**Task prompt**
Your response should be a copy of each line in the listing below that includes the word "count".

**Listed entries**
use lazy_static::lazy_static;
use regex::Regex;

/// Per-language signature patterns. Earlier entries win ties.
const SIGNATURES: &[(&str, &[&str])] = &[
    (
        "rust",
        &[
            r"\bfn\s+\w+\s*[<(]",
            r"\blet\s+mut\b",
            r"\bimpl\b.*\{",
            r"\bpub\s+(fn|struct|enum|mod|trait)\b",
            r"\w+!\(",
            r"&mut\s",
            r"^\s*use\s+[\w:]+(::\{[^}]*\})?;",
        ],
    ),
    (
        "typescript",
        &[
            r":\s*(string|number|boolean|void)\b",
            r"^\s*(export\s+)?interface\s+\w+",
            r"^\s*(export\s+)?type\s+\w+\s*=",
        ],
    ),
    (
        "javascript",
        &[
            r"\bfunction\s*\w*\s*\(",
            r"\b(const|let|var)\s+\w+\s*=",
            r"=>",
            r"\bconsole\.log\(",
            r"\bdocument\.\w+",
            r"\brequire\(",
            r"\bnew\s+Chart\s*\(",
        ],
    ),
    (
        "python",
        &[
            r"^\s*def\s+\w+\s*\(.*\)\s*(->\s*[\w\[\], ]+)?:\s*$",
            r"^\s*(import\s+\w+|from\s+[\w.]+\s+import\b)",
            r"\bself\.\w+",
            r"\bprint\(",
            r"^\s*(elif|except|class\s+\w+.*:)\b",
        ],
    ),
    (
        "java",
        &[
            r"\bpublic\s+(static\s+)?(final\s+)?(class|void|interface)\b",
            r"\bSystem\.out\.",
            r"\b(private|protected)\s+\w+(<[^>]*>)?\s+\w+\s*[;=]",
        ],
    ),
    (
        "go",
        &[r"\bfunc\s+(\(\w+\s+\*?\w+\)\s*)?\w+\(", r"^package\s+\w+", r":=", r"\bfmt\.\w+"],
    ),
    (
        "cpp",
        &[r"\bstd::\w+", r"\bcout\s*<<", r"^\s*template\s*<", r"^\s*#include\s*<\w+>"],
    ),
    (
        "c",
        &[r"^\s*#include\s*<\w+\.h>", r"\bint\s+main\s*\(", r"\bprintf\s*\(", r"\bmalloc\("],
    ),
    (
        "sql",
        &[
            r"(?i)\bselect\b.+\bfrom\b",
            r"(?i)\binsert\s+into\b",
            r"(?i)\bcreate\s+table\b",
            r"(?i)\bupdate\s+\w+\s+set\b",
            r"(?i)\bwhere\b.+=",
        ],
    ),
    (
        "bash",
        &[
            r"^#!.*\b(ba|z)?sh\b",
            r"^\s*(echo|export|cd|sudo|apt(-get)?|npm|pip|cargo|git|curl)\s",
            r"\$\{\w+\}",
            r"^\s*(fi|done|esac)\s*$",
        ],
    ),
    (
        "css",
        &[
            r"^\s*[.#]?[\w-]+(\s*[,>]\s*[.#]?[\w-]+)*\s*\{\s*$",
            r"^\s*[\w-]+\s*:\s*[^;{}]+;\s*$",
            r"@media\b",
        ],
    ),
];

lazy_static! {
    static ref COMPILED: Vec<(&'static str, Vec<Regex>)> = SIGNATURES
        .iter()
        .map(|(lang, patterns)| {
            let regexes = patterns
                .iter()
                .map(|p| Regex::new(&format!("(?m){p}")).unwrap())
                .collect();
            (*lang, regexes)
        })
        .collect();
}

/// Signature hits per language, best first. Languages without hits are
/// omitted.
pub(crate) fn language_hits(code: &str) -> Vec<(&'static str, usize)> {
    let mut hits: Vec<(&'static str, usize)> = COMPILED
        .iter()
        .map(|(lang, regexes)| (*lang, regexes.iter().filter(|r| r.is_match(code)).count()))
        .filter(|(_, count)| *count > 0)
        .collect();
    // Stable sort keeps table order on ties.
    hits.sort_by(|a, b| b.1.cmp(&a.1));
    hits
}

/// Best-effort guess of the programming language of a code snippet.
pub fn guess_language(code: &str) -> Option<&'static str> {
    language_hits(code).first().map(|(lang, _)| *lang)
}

**Exercise solution**
        .map(|(lang, regexes)| (*lang, regexes.iter().filter(|r| r.is_match(code)).count()))
        .filter(|(_, count)| *count > 0)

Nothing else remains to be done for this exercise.